There are 5 main categories in LI-RADS: LR1: definitely benign lesions, LR2: probably benign, LR3: intermediate probability of malignancy, LR4: probably HCC, and LR5: definitely HCC. LR5 category is supposed to give almost 100% certainty for a lesion to be HCC without the need of histopathological confirmation. The remaining categories include LR-NC for observations that cannot be categorized due to insufficient image quality, LR-M for malignant lesions but probably not HCC, and LR-TIV for tumor in vein.
LI-RADS classification concerns patients with high risk of developing HCC: patients with cirrhosis OR hepatitis B infection OR current or prior HCC. LI-RADS uses 5 major features: arterial phase hyperenhancement, wash-out appearance, capsule appearance, size, and threshold growth. There are also many ancillary features that can upgrade or downgrade category by one but not above LR4. The most recent update of this classification was published in 2017 [9].

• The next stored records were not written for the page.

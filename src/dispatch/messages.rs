use crate::models::{ContractAgreement, ContractOffer, Negotiation, TerminationReason};
use serde::{Deserialize, Serialize};
use std::collections::HashMap;

/// Event kinds carried by a negotiation event message
#[derive(Debug, Clone, Copy, PartialEq, Eq, Serialize, Deserialize)]
#[serde(rename_all = "SCREAMING_SNAKE_CASE")]
pub enum NegotiationEventType {
    Accepted,
    Finalized,
}

/// Protocol payload of an outbound message
#[derive(Debug, Clone, PartialEq, Serialize, Deserialize)]
#[serde(tag = "type", content = "data")]
pub enum ProtocolMessageBody {
    ContractRequest {
        offer: ContractOffer,
        callback_address: String,
    },
    ContractOffer {
        offer: ContractOffer,
        callback_address: String,
    },
    NegotiationEvent {
        event_type: NegotiationEventType,
    },
    ContractAgreement {
        agreement: ContractAgreement,
    },
    AgreementVerification,
    Termination {
        reason: Option<TerminationReason>,
    },
}

impl ProtocolMessageBody {
    pub fn message_type(&self) -> &'static str {
        match self {
            Self::ContractRequest { .. } => "contract_request",
            Self::ContractOffer { .. } => "contract_offer",
            Self::NegotiationEvent {
                event_type: NegotiationEventType::Accepted,
            } => "negotiation_event_accepted",
            Self::NegotiationEvent {
                event_type: NegotiationEventType::Finalized,
            } => "negotiation_event_finalized",
            Self::ContractAgreement { .. } => "contract_agreement",
            Self::AgreementVerification => "agreement_verification",
            Self::Termination { .. } => "termination",
        }
    }
}

/// Outbound protocol message addressed to the counter-party
#[derive(Debug, Clone, PartialEq, Serialize, Deserialize)]
pub struct RemoteMessage {
    /// Stable across retries of the same step
    pub id: String,
    /// Sender's negotiation id
    pub process_id: String,
    /// Receiver's negotiation id, once known
    pub counter_party_process_id: Option<String>,
    pub counter_party_id: String,
    pub counter_party_address: String,
    pub protocol: String,
    pub trace_context: HashMap<String, String>,
    pub body: ProtocolMessageBody,
}

impl RemoteMessage {
    /// Address `body` to the counter-party of `negotiation` under `message_id`
    pub fn for_negotiation(
        negotiation: &Negotiation,
        message_id: String,
        body: ProtocolMessageBody,
    ) -> Self {
        Self {
            id: message_id,
            process_id: negotiation.id().to_string(),
            counter_party_process_id: negotiation.correlation_id().map(str::to_string),
            counter_party_id: negotiation.counter_party_id().to_string(),
            counter_party_address: negotiation.counter_party_address().to_string(),
            protocol: negotiation.protocol().to_string(),
            trace_context: negotiation.trace_context().clone(),
            body,
        }
    }
}

/// Acknowledgement returned by the counter-party
#[derive(Debug, Clone, Default, PartialEq, Serialize, Deserialize)]
pub struct NegotiationAck {
    /// The counter-party's own negotiation id
    pub process_id: Option<String>,
}

impl NegotiationAck {
    pub fn with_process_id(process_id: impl Into<String>) -> Self {
        Self {
            process_id: Some(process_id.into()),
        }
    }
}
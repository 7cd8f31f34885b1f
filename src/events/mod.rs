//! # Events
//!
//! Listener fan-out at every transition, plus a broadcast publisher that
//! turns milestones into named events for telemetry and webhooks.

pub mod listener;
pub mod publisher;

pub use listener::{NegotiationListener, NegotiationObservable};
pub use publisher::{EventPublisher, EventPublishingListener, PublishedEvent};
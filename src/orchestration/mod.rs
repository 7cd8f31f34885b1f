//! # Orchestration
//!
//! The scheduling engine and the per-role transition functions it drives.
//!
//! - [`transitions`]: shared primitives (persisted transition with listener
//!   cycle, dispatch with retry outcome handling, terminal failure)
//! - [`consumer`] / [`provider`]: one function per active state of each role
//! - [`roles`]: role descriptors mapping states to transition functions
//! - [`manager`]: the polling scheduler

pub mod consumer;
pub mod manager;
pub mod provider;
pub mod roles;
pub mod transitions;

pub use manager::{ManagerState, StateMachineManager};
pub use roles::{PendingGuard, RoleDescriptor, TransitionFn};
pub use transitions::TransitionContext;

European Society of Gastrointestinal and Abdominal Radiology (ESGAR) published its own guidelines on liver imaging [10]. They include recommendations on how to diagnose HCC on MR examinations.
ESGAR guidelines state that “a focal liver lesion larger than 10 mm in the cirrhotic liver showing wash-in and wash-out (major criteria for HCC diagnosis) should establish a confident diagnosis of HCC and pathologic confirmation is not necessary–statement 44” and “if one of the major criteria is lacking (either wash-in or wash-out), hypointensity on hepatobiliary phase plus restricted DWI or hyperintensity on T2, lesions are highly suspicious for HCC–statement 45” [10].

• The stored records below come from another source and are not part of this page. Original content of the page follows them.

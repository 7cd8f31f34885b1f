//! # Retry
//!
//! Bounded retry with backoff around every outbound dispatch.

pub mod backoff;
pub mod processor;

pub use backoff::BackoffCalculator;
pub use processor::{Outcome, RetryProcessor};
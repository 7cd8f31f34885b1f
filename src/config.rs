//! # Configuration
//!
//! Loaded from an optional TOML file, then overridden by environment
//! variables prefixed with `NEGOTIATION__` (double underscore separates
//! nesting, e.g. `NEGOTIATION__RETRY__MAX_ATTEMPTS=5`).
//!
//! ```toml
//! [state_machine]
//! batch_size = 20
//! poll_interval_ms = 1000
//! lease_duration_ms = 60000
//!
//! [retry]
//! max_attempts = 7
//! base_delay_ms = 1000
//! max_delay_ms = 60000
//!
//! [dispatch]
//! timeout_ms = 10000
//! ```

use crate::error::{NegotiationError, NegotiationResult};
use serde::{Deserialize, Serialize};
use std::path::Path;
use std::time::Duration;
use tracing::debug;

pub const ENV_PREFIX: &str = "NEGOTIATION";

/// Upper bound for every millisecond setting (30 days)
pub const MAX_DURATION_MS: u64 = 30 * 24 * 60 * 60 * 1000;

#[derive(Debug, Clone, Default, PartialEq, Serialize, Deserialize)]
#[serde(default)]
pub struct NegotiationConfig {
    pub state_machine: StateMachineConfig,
    pub retry: RetryConfig,
    pub dispatch: DispatchConfig,
    pub database: DatabaseConfig,
}

/// Scheduler settings, shared by both roles
#[derive(Debug, Clone, PartialEq, Serialize, Deserialize)]
#[serde(default)]
pub struct StateMachineConfig {
    pub batch_size: usize,
    pub poll_interval_ms: u64,
    pub lease_duration_ms: u64,
}

impl Default for StateMachineConfig {
    fn default() -> Self {
        Self {
            batch_size: 20,
            poll_interval_ms: 1000,
            lease_duration_ms: 60_000,
        }
    }
}

impl StateMachineConfig {
    pub fn poll_interval(&self) -> Duration {
        Duration::from_millis(self.poll_interval_ms)
    }

    pub fn lease_duration(&self) -> Duration {
        Duration::from_millis(self.lease_duration_ms)
    }
}

/// Backoff and retry budget for outbound dispatch
#[derive(Debug, Clone, PartialEq, Serialize, Deserialize)]
#[serde(default)]
pub struct RetryConfig {
    /// Total dispatch attempts per logical step, first attempt included
    pub max_attempts: u32,
    pub base_delay_ms: u64,
    pub max_delay_ms: u64,
    pub multiplier: f64,
    pub jitter_enabled: bool,
    /// Maximum jitter as a fraction of the delay (0.0 to 1.0)
    pub max_jitter: f64,
}

impl Default for RetryConfig {
    fn default() -> Self {
        Self {
            max_attempts: 7,
            base_delay_ms: 1000,
            max_delay_ms: 60_000,
            multiplier: 2.0,
            jitter_enabled: true,
            max_jitter: 0.1,
        }
    }
}

impl RetryConfig {
    /// Fixed, jitter-free policy; handy for deterministic tests
    pub fn fixed(max_attempts: u32, delay: Duration) -> Self {
        let delay_ms = u64::try_from(delay.as_millis()).unwrap_or(u64::MAX);
        Self {
            max_attempts,
            base_delay_ms: delay_ms,
            max_delay_ms: delay_ms,
            multiplier: 1.0,
            jitter_enabled: false,
            max_jitter: 0.0,
        }
    }
}

#[derive(Debug, Clone, PartialEq, Serialize, Deserialize)]
#[serde(default)]
pub struct DispatchConfig {
    pub timeout_ms: u64,
}

impl Default for DispatchConfig {
    fn default() -> Self {
        Self { timeout_ms: 10_000 }
    }
}

impl DispatchConfig {
    pub fn timeout(&self) -> Duration {
        Duration::from_millis(self.timeout_ms)
    }
}

#[derive(Debug, Clone, PartialEq, Serialize, Deserialize)]
#[serde(default)]
pub struct DatabaseConfig {
    pub url: Option<String>,
    pub max_connections: u32,
}

impl Default for DatabaseConfig {
    fn default() -> Self {
        Self {
            url: None,
            max_connections: 10,
        }
    }
}

impl NegotiationConfig {
    /// Load from an optional TOML file plus `NEGOTIATION__*` overrides
    pub fn load(path: Option<&Path>) -> NegotiationResult<Self> {
        let mut builder = config::Config::builder();

        if let Some(path) = path {
            builder = builder.add_source(config::File::from(path).required(true));
        }

        builder = builder.add_source(
            config::Environment::with_prefix(ENV_PREFIX)
                .prefix_separator("__")
                .separator("__")
                .try_parsing(true),
        );

        let config: Self = builder.build()?.try_deserialize()?;
        config.validate()?;

        debug!(
            batch_size = config.state_machine.batch_size,
            max_attempts = config.retry.max_attempts,
            dispatch_timeout_ms = config.dispatch.timeout_ms,
            "Negotiation configuration loaded"
        );
        Ok(config)
    }

    pub fn validate(&self) -> NegotiationResult<()> {
        if self.state_machine.batch_size == 0 {
            return Err(NegotiationError::Configuration(
                "state_machine.batch_size must be greater than zero".into(),
            ));
        }
        if self.state_machine.poll_interval_ms == 0 {
            return Err(NegotiationError::Configuration(
                "state_machine.poll_interval_ms must be greater than zero".into(),
            ));
        }
        for (name, value) in [
            ("state_machine.poll_interval_ms", self.state_machine.poll_interval_ms),
            ("state_machine.lease_duration_ms", self.state_machine.lease_duration_ms),
            ("retry.max_delay_ms", self.retry.max_delay_ms),
            ("dispatch.timeout_ms", self.dispatch.timeout_ms),
        ] {
            if value > MAX_DURATION_MS {
                return Err(NegotiationError::Configuration(format!(
                    "{name} ({value}) must not exceed {MAX_DURATION_MS}"
                )));
            }
        }
        if self.retry.max_attempts == 0 {
            return Err(NegotiationError::Configuration(
                "retry.max_attempts must be greater than zero".into(),
            ));
        }
        if self.retry.base_delay_ms > self.retry.max_delay_ms {
            return Err(NegotiationError::Configuration(
                "retry.base_delay_ms must not exceed retry.max_delay_ms".into(),
            ));
        }
        if !(0.0..=1.0).contains(&self.retry.max_jitter) {
            return Err(NegotiationError::Configuration(
                "retry.max_jitter must be between 0.0 and 1.0".into(),
            ));
        }
        // A dispatch outliving the lease could be processed twice
        if self.dispatch.timeout_ms >= self.state_machine.lease_duration_ms {
            return Err(NegotiationError::Configuration(format!(
                "dispatch.timeout_ms ({}) must be shorter than \
                     state_machine.lease_duration_ms ({})",
                self.dispatch.timeout_ms, self.state_machine.lease_duration_ms
            )));
        }
        Ok(())
    }
}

It is worth noting that both LI-RADS and ESGAR guidelines consider hypointensity of focal hepatic lesion on hepatobiliary phase as additional feature favoring the diagnosis of HCC. Moreover, both guidelines distinguish two specific hepatobiliary contrast agents - in studies performed with gadoxetate acid (Gd-EOB-DTPA, Primovist® or Eovist®, Bayer HealthCare, Berlin, Germany) wash-out can be reported only in portal phase because of an overlap between delayed and hepatobiliary phases [11]. When using gadobenate dimeglumine (Gd-BOPTA, Multihance®, Bracco, Milan, Italy) the wash-out can be reported in both portal and delayed phase.

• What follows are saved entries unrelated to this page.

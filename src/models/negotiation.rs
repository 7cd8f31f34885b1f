//! # Negotiation Aggregate
//!
//! The [`Negotiation`] entity is the only shared mutable record of this crate.
//! Its state moves exclusively through the transition methods below, which
//! enforce the protocol graph and keep the bookkeeping fields
//! (`state_count`, `retry_count`, `last_sent_protocol_message_id`) coherent.

use super::contract::{ContractAgreement, ContractOffer};
use crate::error::{NegotiationError, NegotiationResult};
use crate::state_machine::NegotiationState;
use chrono::{DateTime, Utc};
use serde::{Deserialize, Serialize};
use std::collections::HashMap;
use std::fmt;
use uuid::Uuid;

/// Which half of the protocol this process plays for an entity
#[derive(Debug, Clone, Copy, PartialEq, Eq, Hash, Serialize, Deserialize)]
#[serde(rename_all = "SCREAMING_SNAKE_CASE")]
pub enum NegotiationType {
    /// Consumer side, initiates the request
    Consumer,
    /// Provider side, responds to requests
    Provider,
}

impl fmt::Display for NegotiationType {
    fn fmt(&self, f: &mut fmt::Formatter<'_>) -> fmt::Result {
        match self {
            Self::Consumer => write!(f, "CONSUMER"),
            Self::Provider => write!(f, "PROVIDER"),
        }
    }
}

impl std::str::FromStr for NegotiationType {
    type Err = String;

    fn from_str(s: &str) -> Result<Self, Self::Err> {
        match s {
            "CONSUMER" => Ok(Self::Consumer),
            "PROVIDER" => Ok(Self::Provider),
            _ => Err(format!("Invalid negotiation type: {s}")),
        }
    }
}

/// Parameters for creating a negotiation
#[derive(Debug, Clone, Default)]
pub struct NewNegotiation {
    /// Explicit id; a random one is generated when absent
    pub id: Option<String>,
    pub correlation_id: Option<String>,
    pub negotiation_type: Option<NegotiationType>,
    pub counter_party_id: String,
    pub counter_party_address: String,
    pub protocol: String,
    pub contract_offer: Option<ContractOffer>,
    pub trace_context: HashMap<String, String>,
}

#[derive(Debug, Clone, PartialEq, Serialize, Deserialize)]
pub struct Negotiation {
    id: String,
    correlation_id: Option<String>,
    negotiation_type: NegotiationType,
    counter_party_id: String,
    counter_party_address: String,
    protocol: String,
    callback_address: Option<String>,
    state: NegotiationState,
    state_count: u32,
    state_timestamp: DateTime<Utc>,
    retry_count: u32,
    retry_at: Option<DateTime<Utc>>,
    last_sent_protocol_message_id: Option<String>,
    pending: bool,
    error_detail: Option<String>,
    contract_offers: Vec<ContractOffer>,
    contract_agreement: Option<ContractAgreement>,
    trace_context: HashMap<String, String>,
    created_at: DateTime<Utc>,
    updated_at: DateTime<Utc>,
}

impl Negotiation {
    /// Create a negotiation in `INITIAL`, validating the routing data
    pub fn new(params: NewNegotiation, now: DateTime<Utc>) -> NegotiationResult<Self> {
        let negotiation_type = params
            .negotiation_type
            .ok_or_else(|| NegotiationError::Validation("negotiation type is required".into()))?;

        for (field, value) in [
            ("counter_party_id", &params.counter_party_id),
            ("counter_party_address", &params.counter_party_address),
            ("protocol", &params.protocol),
        ] {
            if value.trim().is_empty() {
                return Err(NegotiationError::Validation(format!(
                    "{field} must not be empty"
                )));
            }
        }

        if matches!(&params.id, Some(id) if id.trim().is_empty()) {
            return Err(NegotiationError::Validation("id must not be empty".into()));
        }

        Ok(Self {
            id: params.id.unwrap_or_else(|| Uuid::new_v4().to_string()),
            correlation_id: params.correlation_id,
            negotiation_type,
            counter_party_id: params.counter_party_id,
            counter_party_address: params.counter_party_address,
            protocol: params.protocol,
            callback_address: None,
            state: NegotiationState::Initial,
            state_count: 0,
            state_timestamp: now,
            retry_count: 0,
            retry_at: None,
            last_sent_protocol_message_id: None,
            pending: false,
            error_detail: None,
            contract_offers: params.contract_offer.into_iter().collect(),
            contract_agreement: None,
            trace_context: params.trace_context,
            created_at: now,
            updated_at: now,
        })
    }

    pub fn id(&self) -> &str {
        &self.id
    }

    pub fn correlation_id(&self) -> Option<&str> {
        self.correlation_id.as_deref()
    }

    pub fn negotiation_type(&self) -> NegotiationType {
        self.negotiation_type
    }

    pub fn counter_party_id(&self) -> &str {
        &self.counter_party_id
    }

    pub fn counter_party_address(&self) -> &str {
        &self.counter_party_address
    }

    pub fn protocol(&self) -> &str {
        &self.protocol
    }

    pub fn callback_address(&self) -> Option<&str> {
        self.callback_address.as_deref()
    }

    pub fn state(&self) -> NegotiationState {
        self.state
    }

    pub fn state_count(&self) -> u32 {
        self.state_count
    }

    pub fn state_timestamp(&self) -> DateTime<Utc> {
        self.state_timestamp
    }

    pub fn retry_count(&self) -> u32 {
        self.retry_count
    }

    pub fn retry_at(&self) -> Option<DateTime<Utc>> {
        self.retry_at
    }

    pub fn last_sent_protocol_message_id(&self) -> Option<&str> {
        self.last_sent_protocol_message_id.as_deref()
    }

    pub fn is_pending(&self) -> bool {
        self.pending
    }

    pub fn error_detail(&self) -> Option<&str> {
        self.error_detail.as_deref()
    }

    pub fn contract_offers(&self) -> &[ContractOffer] {
        &self.contract_offers
    }

    pub fn last_contract_offer(&self) -> Option<&ContractOffer> {
        self.contract_offers.last()
    }

    pub fn contract_agreement(&self) -> Option<&ContractAgreement> {
        self.contract_agreement.as_ref()
    }

    pub fn trace_context(&self) -> &HashMap<String, String> {
        &self.trace_context
    }

    pub fn created_at(&self) -> DateTime<Utc> {
        self.created_at
    }

    pub fn updated_at(&self) -> DateTime<Utc> {
        self.updated_at
    }

    /// Whether the scheduler may pick this entity at `now`
    pub fn is_due(&self, now: DateTime<Utc>) -> bool {
        !self.pending && !self.state.is_terminal() && self.retry_at.map_or(true, |at| at <= now)
    }

    /// Move to `next` along the protocol graph.
    ///
    /// Starts a new logical step: the retry budget and the outbound message id
    /// are reset, and `state_count` is incremented.
    pub fn transition_to(
        &mut self,
        next: NegotiationState,
        now: DateTime<Utc>,
    ) -> NegotiationResult<()> {
        if !self.state.can_transition_to(next) {
            return Err(NegotiationError::invalid_transition(self.state, next));
        }

        self.state = next;
        self.state_count += 1;
        self.state_timestamp = now;
        self.retry_count = 0;
        self.retry_at = None;
        self.last_sent_protocol_message_id = None;
        self.pending = false;
        self.updated_at = now;
        Ok(())
    }

    /// Terminate with an optional failure explanation
    pub fn transition_to_terminated(
        &mut self,
        detail: Option<String>,
        now: DateTime<Utc>,
    ) -> NegotiationResult<()> {
        self.transition_to(NegotiationState::Terminated, now)?;
        if detail.is_some() {
            self.error_detail = detail;
        }
        Ok(())
    }

    /// Start sending a termination notice
    pub fn transition_to_terminating(
        &mut self,
        detail: Option<String>,
        now: DateTime<Utc>,
    ) -> NegotiationResult<()> {
        self.transition_to(NegotiationState::Terminating, now)?;
        if detail.is_some() {
            self.error_detail = detail;
        }
        Ok(())
    }

    /// Record a failed attempt of the current step; state is left untouched
    pub fn mark_retry(&mut self, retry_at: DateTime<Utc>, now: DateTime<Utc>) {
        self.retry_count += 1;
        self.retry_at = Some(retry_at);
        self.state_timestamp = now;
        self.updated_at = now;
    }

    /// Message id for the current step, generated on first use
    pub fn outbound_message_id(&mut self) -> String {
        self.last_sent_protocol_message_id
            .get_or_insert_with(|| Uuid::new_v4().to_string())
            .clone()
    }

    pub fn set_pending(&mut self, pending: bool, now: DateTime<Utc>) {
        self.pending = pending;
        self.updated_at = now;
    }

    /// Correlation id is assigned once; later differing values are rejected
    pub fn set_correlation_id(
        &mut self,
        correlation_id: impl Into<String>,
    ) -> NegotiationResult<()> {
        let correlation_id = correlation_id.into();
        match &self.correlation_id {
            Some(existing) if *existing != correlation_id => Err(NegotiationError::Conflict(format!(
                "negotiation {} already correlated with {existing}",
                self.id
            ))),
            _ => {
                self.correlation_id = Some(correlation_id);
                Ok(())
            }
        }
    }

    pub fn set_callback_address(&mut self, address: impl Into<String>) {
        self.callback_address = Some(address.into());
    }

    pub fn set_error_detail(&mut self, detail: impl Into<String>) {
        self.error_detail = Some(detail.into());
    }

    pub fn add_contract_offer(&mut self, offer: ContractOffer) {
        self.contract_offers.push(offer);
    }

    pub fn set_contract_agreement(&mut self, agreement: ContractAgreement) {
        self.contract_agreement = Some(agreement);
    }
}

ESGAR consensus statement on liver MR imaging and clinical use of liver-specific contrast agents [10] has been issued in 2016 but there have been no published data on diagnostic ability of these guidelines. To the best of our knowledge, there have been some studies on LI-RADS efficacy but they have not been compared with ESGAR guidelines.
Therefore, the aim of the study was to compare sensitivity, specificity, accuracy, and overall diagnostic ability of LI-RADS criteria and ESGAR guidelines in HCC diagnosis in MR examinations performed with hepatobiliary contrast agents.
2. Methods
The hospital databases (2008-2017) were searched for patients that had HCC or regenerative/dysplastic nodules diagnosed in pathology reports and had MRI with hepatobiliary contrast agent done before the surgery/biopsy. The reverse search was also performed to find all patients with HCCs, regenerative nodules, or dysplastic nodules reported on MRI that had histopathological confirmation. All included patients had high risk of developing HCC. The study included only suspicious lesions that were histopathologically confirmed; none of HCCs or regenerative nodules were reported as LR1, so benign lesions other than regenerative nodules (e.g., cysts or hemangiomas) were not included in the study.
MR studies were done on 1.5T Siemens Magnetom Avanto. The following MR sequences were used: T2 TSE coronal 5mm with fat saturation (fs), T2 TSE axial 5mm fs, T2 TSE dual echo axial, T1 TSE in and out of phase, T2 haste coronal 3mm, DWI (b values: 0, 50, 100, 200, 400, 800, and 1200), ADC, and trueFISP coronal 3mm. The noncontrast enhanced cholangiographic images were acquired using 3D multislice TSE sequence in oblique coronal plane at 0.8mm slice thickness. For 3D multislice TSE sequences multiplanar reconstructions were additionally generated using maximum intensity projection (MIP) algorithm.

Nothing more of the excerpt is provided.